Preschool education
Preschool education consists of structured learning programs tailored for children up to five years old, focusing on fostering social interactions, skill-building, and play. These programs are increasingly recognized as essential for promoting both intellectual and social-emotional development, particularly for children from disadvantaged backgrounds. The modern preschool concept traces back to the initiatives of Jean-Frédéric Oberlin in the 18th century, who aimed to provide community-oriented education to improve children's conditions. In the U.S., formal early childhood education began in the 1830s, evolving into nursery schools and kindergartens, with significant growth during the postwar era due to changing social dynamics and increased workforce participation among women.
Research supports the long-term benefits of preschool, linking early education to improved health outcomes, lower incarceration rates, and enhanced academic success. However, disparities in access and quality persist, prompting federal recommendations to ensure equitable resources for all children. Diverse pedagogical approaches, including play-based and inquiry-based learning, enrich preschool curricula, integrating social-emotional learning to prepare children for future success. Despite advances, the U.S. still lags behind other developed countries in public investment in preschool education.
Subject Terms
Preschool education
Overview
Preschool education refers to structured learning programs designed specifically for children up to five years of age. Such programs take many forms but are generally configured around activities that involve social interactions with peer groups and combine skill-building with play. Early childhood education experts promote preschool programs as a key tool for fostering both intellectual and social-emotional development in children. Education professionals and researchers also note that “[a]lthough beneficial for all children, these programs are especially important for children in disadvantaged groups, guiding them toward healthier development and giving them the tools they need before school entry” (Melhuish, 2022).

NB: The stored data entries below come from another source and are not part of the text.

//! Exported free functions of the native library
//!
//! The library exports its string, collection and factory helpers as plain C
//! symbols. They are resolved once into a [`CefFunctions`] table and carried
//! around in a [`CefApi`], which also keeps the backing library mapped.

use crate::loader::{LibraryLoader, LoadError};
use crate::objects::cef_request_t;
use crate::types::*;
use libloading::Library;
use std::os::raw::c_int;
use std::sync::Arc;

/// Resolved exported functions
#[derive(Clone, Copy)]
pub struct CefFunctions {
    /// Sets `output` from `src`; with `copy` = 1 the library allocates and
    /// installs its own destructor. Clears any previous value first.
    pub string_utf16_set: unsafe extern "C" fn(
        src: *const char16,
        src_len: usize,
        output: *mut cef_string_t,
        copy: c_int,
    ) -> c_int,
    /// Runs the destructor (if any) and resets the string to empty
    pub string_utf16_clear: unsafe extern "C" fn(str_: *mut cef_string_t),
    pub string_userfree_utf16_free: unsafe extern "C" fn(str_: cef_string_userfree_t),

    pub string_list_alloc: unsafe extern "C" fn() -> cef_string_list_t,
    pub string_list_size: unsafe extern "C" fn(list: cef_string_list_t) -> usize,
    /// Copies the value at `index` into `value`, which the caller must clear
    pub string_list_value: unsafe extern "C" fn(
        list: cef_string_list_t,
        index: usize,
        value: *mut cef_string_t,
    ) -> c_int,
    pub string_list_append: unsafe extern "C" fn(list: cef_string_list_t, value: *const cef_string_t),
    pub string_list_free: unsafe extern "C" fn(list: cef_string_list_t),

    pub string_multimap_alloc: unsafe extern "C" fn() -> cef_string_multimap_t,
    pub string_multimap_size: unsafe extern "C" fn(map: cef_string_multimap_t) -> usize,
    /// Copies the key at `index` into `key`, which the caller must clear
    pub string_multimap_key: unsafe extern "C" fn(
        map: cef_string_multimap_t,
        index: usize,
        key: *mut cef_string_t,
    ) -> c_int,
    /// Copies the value at `index` into `value`, which the caller must clear
    pub string_multimap_value: unsafe extern "C" fn(
        map: cef_string_multimap_t,
        index: usize,
        value: *mut cef_string_t,
    ) -> c_int,
    pub string_multimap_append: unsafe extern "C" fn(
        map: cef_string_multimap_t,
        key: *const cef_string_t,
        value: *const cef_string_t,
    ) -> c_int,
    pub string_multimap_free: unsafe extern "C" fn(map: cef_string_multimap_t),

    /// Returns a new reference
    pub request_create: unsafe extern "C" fn() -> *mut cef_request_t,

    pub crash_reporting_enabled: unsafe extern "C" fn() -> c_int,
    /// A null `value` clears the key
    pub set_crash_key_value:
        unsafe extern "C" fn(key: *const cef_string_t, value: *const cef_string_t),
}

/// Exported symbol names, in `CefFunctions` field order
pub const EXPORTED_SYMBOLS: &[&str] = &[
    "cef_string_utf16_set",
    "cef_string_utf16_clear",
    "cef_string_userfree_utf16_free",
    "cef_string_list_alloc",
    "cef_string_list_size",
    "cef_string_list_value",
    "cef_string_list_append",
    "cef_string_list_free",
    "cef_string_multimap_alloc",
    "cef_string_multimap_size",
    "cef_string_multimap_key",
    "cef_string_multimap_value",
    "cef_string_multimap_append",
    "cef_string_multimap_free",
    "cef_request_create",
    "cef_crash_reporting_enabled",
    "cef_set_crash_key_value",
];

/// Function table plus the library that backs it
pub struct CefApi {
    functions: CefFunctions,
    library: Option<Arc<Library>>,
}

impl CefApi {
    /// Wrap an already resolved function table
    ///
    /// Used when the functions are statically linked or provided in-process.
    pub fn from_functions(functions: CefFunctions) -> Self {
        Self {
            functions,
            library: None,
        }
    }

    /// Load the library `name` through `loader` and resolve every export
    pub fn load(loader: &mut LibraryLoader, name: &str) -> Result<Self, LoadError> {
        let library = loader.load(name)?;
        let functions = unsafe { resolve(&library, name)? };
        Ok(Self {
            functions,
            library: Some(library),
        })
    }

    /// Whether this table is backed by a dynamically loaded library
    pub fn is_dynamic(&self) -> bool {
        self.library.is_some()
    }
}

impl std::ops::Deref for CefApi {
    type Target = CefFunctions;

    fn deref(&self) -> &Self::Target {
        &self.functions
    }
}

impl std::fmt::Debug for CefApi {
    fn fmt(&self, f: &mut std::fmt::Formatter<'_>) -> std::fmt::Result {
        f.debug_struct("CefApi")
            .field("dynamic", &self.is_dynamic())
            .finish_non_exhaustive()
    }
}

/// Resolve every exported symbol from `library`
///
/// # Safety
///
/// `library` must be the CEF library whose exports match the signatures in
/// [`CefFunctions`].
unsafe fn resolve(library: &Library, name: &str) -> Result<CefFunctions, LoadError> {
    macro_rules! symbol {
        ($sym:literal) => {{
            let symbol = library
                .get(concat!($sym, "\0").as_bytes())
                .map_err(|_| LoadError::SymbolNotFound {
                    library: name.to_string(),
                    symbol: $sym.to_string(),
                })?;
            *symbol
        }};
    }

    Ok(CefFunctions {
        string_utf16_set: symbol!("cef_string_utf16_set"),
        string_utf16_clear: symbol!("cef_string_utf16_clear"),
        string_userfree_utf16_free: symbol!("cef_string_userfree_utf16_free"),
        string_list_alloc: symbol!("cef_string_list_alloc"),
        string_list_size: symbol!("cef_string_list_size"),
        string_list_value: symbol!("cef_string_list_value"),
        string_list_append: symbol!("cef_string_list_append"),
        string_list_free: symbol!("cef_string_list_free"),
        string_multimap_alloc: symbol!("cef_string_multimap_alloc"),
        string_multimap_size: symbol!("cef_string_multimap_size"),
        string_multimap_key: symbol!("cef_string_multimap_key"),
        string_multimap_value: symbol!("cef_string_multimap_value"),
        string_multimap_append: symbol!("cef_string_multimap_append"),
        string_multimap_free: symbol!("cef_string_multimap_free"),
        request_create: symbol!("cef_request_create"),
        crash_reporting_enabled: symbol!("cef_crash_reporting_enabled"),
        set_crash_key_value: symbol!("cef_set_crash_key_value"),
    })
}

The modern concept of preschool education arose from the work of the French Lutheran pastor Jean-Frédéric Oberlin (1740–1826). Inspired by a Christian philosophical movement known as Pietism, Oberlin developed multiple programs designed to improve social and living conditions, particularly for members of the common classes. In the 1760s, Oberlin grew dismayed with the “state of neglect in which young children were left: not fit to work in the fields before the age of six, they [were] abandoned to themselves, unsupervised and untaught.” Seeking to remedy the situation, Oberlin founded a structured, community-oriented learning program for children, which combined language and fine motor skills development with physical education and introductions to academic subjects including botany and geography. Oberlin is also credited with originating the concept of distributing written learning materials to children, among numerous other educational and institutional innovations.
In the United States, early childhood education programs began to formally emerge during the 1830s and were initially designed to provide supervised care to children of single working mothers. Nursery schools, which combined supervised care with educational programs for young children, also first appeared in the 1830s and “expanded subsequently in response to pressures created by the rapid industrialization and massive immigration which took place in the latter part of the [19th] century” (Kamerman & Gatenio-Gabel, 2007). Nursery schools and kindergarten became increasingly widespread features of the US education landscape during the postwar period of the twentieth century, expanding greatly during the 1960s and 1970s in response to multiple economic and social influences including women’s increasing rates of workforce participation and heightened expert awareness of the importance of structured early childhood education.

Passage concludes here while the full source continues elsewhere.